Stored items
______________________________

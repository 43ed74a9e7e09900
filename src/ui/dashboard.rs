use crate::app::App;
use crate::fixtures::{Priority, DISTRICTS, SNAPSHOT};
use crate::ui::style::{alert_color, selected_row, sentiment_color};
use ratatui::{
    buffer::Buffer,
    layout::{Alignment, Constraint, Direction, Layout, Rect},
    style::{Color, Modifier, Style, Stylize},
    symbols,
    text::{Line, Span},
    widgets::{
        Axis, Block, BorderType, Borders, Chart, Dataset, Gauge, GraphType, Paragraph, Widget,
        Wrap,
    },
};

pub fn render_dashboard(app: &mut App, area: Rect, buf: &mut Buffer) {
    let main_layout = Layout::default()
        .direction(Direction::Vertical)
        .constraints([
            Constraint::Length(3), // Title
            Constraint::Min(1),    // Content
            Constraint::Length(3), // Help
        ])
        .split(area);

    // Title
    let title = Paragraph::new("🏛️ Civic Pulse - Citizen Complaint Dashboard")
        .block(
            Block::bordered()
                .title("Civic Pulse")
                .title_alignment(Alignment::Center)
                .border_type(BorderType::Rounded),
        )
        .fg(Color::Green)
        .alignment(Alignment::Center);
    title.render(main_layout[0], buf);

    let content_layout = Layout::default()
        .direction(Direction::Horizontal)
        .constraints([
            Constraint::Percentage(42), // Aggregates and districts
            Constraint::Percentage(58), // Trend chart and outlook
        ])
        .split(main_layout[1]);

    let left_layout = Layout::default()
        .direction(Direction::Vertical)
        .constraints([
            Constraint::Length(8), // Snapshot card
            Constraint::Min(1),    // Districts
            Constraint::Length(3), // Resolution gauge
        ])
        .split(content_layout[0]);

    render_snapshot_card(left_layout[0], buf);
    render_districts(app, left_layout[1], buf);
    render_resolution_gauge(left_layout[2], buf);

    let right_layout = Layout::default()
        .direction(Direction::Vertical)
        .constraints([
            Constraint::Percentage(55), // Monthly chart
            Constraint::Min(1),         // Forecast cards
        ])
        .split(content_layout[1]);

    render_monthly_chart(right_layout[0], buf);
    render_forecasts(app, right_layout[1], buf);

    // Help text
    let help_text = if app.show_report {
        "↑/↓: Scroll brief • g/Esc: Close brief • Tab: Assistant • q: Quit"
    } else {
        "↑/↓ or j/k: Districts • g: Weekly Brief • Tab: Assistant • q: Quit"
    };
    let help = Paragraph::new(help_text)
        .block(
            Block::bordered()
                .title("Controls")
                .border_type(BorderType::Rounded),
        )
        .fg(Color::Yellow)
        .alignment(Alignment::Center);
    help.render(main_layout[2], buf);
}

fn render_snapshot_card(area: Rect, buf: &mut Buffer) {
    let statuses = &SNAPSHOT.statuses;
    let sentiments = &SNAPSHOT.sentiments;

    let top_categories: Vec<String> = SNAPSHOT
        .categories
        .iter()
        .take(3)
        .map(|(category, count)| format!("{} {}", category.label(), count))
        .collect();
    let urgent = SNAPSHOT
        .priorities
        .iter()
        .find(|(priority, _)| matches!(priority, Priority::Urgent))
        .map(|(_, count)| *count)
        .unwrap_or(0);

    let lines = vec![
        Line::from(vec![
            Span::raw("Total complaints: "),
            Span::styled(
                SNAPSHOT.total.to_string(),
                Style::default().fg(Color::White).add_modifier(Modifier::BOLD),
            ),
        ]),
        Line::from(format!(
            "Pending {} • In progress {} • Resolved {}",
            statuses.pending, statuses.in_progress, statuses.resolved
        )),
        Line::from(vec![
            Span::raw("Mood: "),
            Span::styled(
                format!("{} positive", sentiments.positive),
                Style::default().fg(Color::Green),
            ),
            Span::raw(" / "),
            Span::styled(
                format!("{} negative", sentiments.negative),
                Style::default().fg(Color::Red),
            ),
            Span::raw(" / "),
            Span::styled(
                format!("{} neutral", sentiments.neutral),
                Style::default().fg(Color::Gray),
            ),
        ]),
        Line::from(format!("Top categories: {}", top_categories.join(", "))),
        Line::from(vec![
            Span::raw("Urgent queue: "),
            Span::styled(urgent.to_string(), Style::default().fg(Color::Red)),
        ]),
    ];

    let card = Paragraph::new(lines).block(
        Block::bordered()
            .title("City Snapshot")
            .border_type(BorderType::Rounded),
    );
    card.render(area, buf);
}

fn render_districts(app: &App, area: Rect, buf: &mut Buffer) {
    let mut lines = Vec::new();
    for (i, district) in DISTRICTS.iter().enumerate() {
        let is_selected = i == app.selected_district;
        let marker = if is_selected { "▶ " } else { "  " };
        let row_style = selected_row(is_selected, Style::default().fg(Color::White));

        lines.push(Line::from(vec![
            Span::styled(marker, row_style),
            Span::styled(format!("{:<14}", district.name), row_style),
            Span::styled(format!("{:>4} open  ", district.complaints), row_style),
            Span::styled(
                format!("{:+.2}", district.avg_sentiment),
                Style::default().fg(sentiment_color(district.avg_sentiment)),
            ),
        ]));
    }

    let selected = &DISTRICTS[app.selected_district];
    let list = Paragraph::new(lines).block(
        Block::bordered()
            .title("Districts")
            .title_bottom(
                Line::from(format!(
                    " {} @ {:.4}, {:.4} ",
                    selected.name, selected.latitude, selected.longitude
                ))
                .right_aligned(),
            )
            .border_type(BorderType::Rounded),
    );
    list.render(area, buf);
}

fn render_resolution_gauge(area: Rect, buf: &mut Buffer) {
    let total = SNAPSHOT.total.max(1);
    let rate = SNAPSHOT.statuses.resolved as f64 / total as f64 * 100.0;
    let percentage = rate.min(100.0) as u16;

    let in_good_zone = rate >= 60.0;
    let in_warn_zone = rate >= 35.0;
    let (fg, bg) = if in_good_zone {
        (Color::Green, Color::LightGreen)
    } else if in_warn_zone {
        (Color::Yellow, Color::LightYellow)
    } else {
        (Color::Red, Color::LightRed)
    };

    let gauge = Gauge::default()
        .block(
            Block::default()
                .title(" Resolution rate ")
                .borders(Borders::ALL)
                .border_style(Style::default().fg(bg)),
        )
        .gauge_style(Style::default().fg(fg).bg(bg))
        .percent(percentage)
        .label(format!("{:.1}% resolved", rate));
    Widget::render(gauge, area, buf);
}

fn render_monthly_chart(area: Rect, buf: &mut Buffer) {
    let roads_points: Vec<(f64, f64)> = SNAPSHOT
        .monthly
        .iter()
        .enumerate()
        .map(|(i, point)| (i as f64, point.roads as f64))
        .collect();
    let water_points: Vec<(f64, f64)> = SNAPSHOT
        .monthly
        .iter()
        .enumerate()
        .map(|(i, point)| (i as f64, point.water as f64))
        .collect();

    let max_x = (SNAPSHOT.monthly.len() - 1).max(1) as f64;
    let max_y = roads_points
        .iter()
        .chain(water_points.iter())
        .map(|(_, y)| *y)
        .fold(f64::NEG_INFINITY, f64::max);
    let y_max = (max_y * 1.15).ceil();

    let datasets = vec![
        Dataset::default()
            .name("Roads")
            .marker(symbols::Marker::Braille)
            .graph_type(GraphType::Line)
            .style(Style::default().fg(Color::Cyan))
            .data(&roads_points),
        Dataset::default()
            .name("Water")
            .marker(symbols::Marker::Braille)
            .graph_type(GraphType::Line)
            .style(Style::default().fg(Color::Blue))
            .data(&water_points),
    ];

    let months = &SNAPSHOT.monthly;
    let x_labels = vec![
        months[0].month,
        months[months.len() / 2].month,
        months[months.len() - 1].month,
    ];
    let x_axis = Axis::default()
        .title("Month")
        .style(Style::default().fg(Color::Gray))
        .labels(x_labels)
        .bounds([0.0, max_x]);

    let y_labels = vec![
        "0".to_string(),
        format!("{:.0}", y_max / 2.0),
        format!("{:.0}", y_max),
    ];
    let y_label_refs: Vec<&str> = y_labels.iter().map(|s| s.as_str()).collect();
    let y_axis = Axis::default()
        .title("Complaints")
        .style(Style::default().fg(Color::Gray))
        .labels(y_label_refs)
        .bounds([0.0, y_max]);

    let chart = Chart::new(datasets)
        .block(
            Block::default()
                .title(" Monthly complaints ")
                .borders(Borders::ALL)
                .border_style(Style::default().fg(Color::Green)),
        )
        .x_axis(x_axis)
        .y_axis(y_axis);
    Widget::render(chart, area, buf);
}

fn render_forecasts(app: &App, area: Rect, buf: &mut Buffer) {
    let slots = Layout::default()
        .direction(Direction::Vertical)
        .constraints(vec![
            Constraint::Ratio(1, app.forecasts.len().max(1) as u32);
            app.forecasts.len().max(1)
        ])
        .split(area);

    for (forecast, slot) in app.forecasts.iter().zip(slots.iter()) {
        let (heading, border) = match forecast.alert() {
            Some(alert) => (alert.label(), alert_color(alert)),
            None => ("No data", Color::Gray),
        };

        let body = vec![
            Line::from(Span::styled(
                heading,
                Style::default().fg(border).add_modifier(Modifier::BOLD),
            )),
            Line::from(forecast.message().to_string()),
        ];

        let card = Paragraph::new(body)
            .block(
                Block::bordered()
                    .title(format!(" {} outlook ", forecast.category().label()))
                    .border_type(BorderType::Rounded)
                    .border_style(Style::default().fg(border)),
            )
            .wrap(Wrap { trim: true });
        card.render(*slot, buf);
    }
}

______________________________

Brief: Report every line of the data in which "statuses" appears.

Solution for this problem:
    let statuses = &SNAPSHOT.statuses;
            statuses.pending, statuses.in_progress, statuses.resolved
    let rate = SNAPSHOT.statuses.resolved as f64 / total as f64 * 100.0;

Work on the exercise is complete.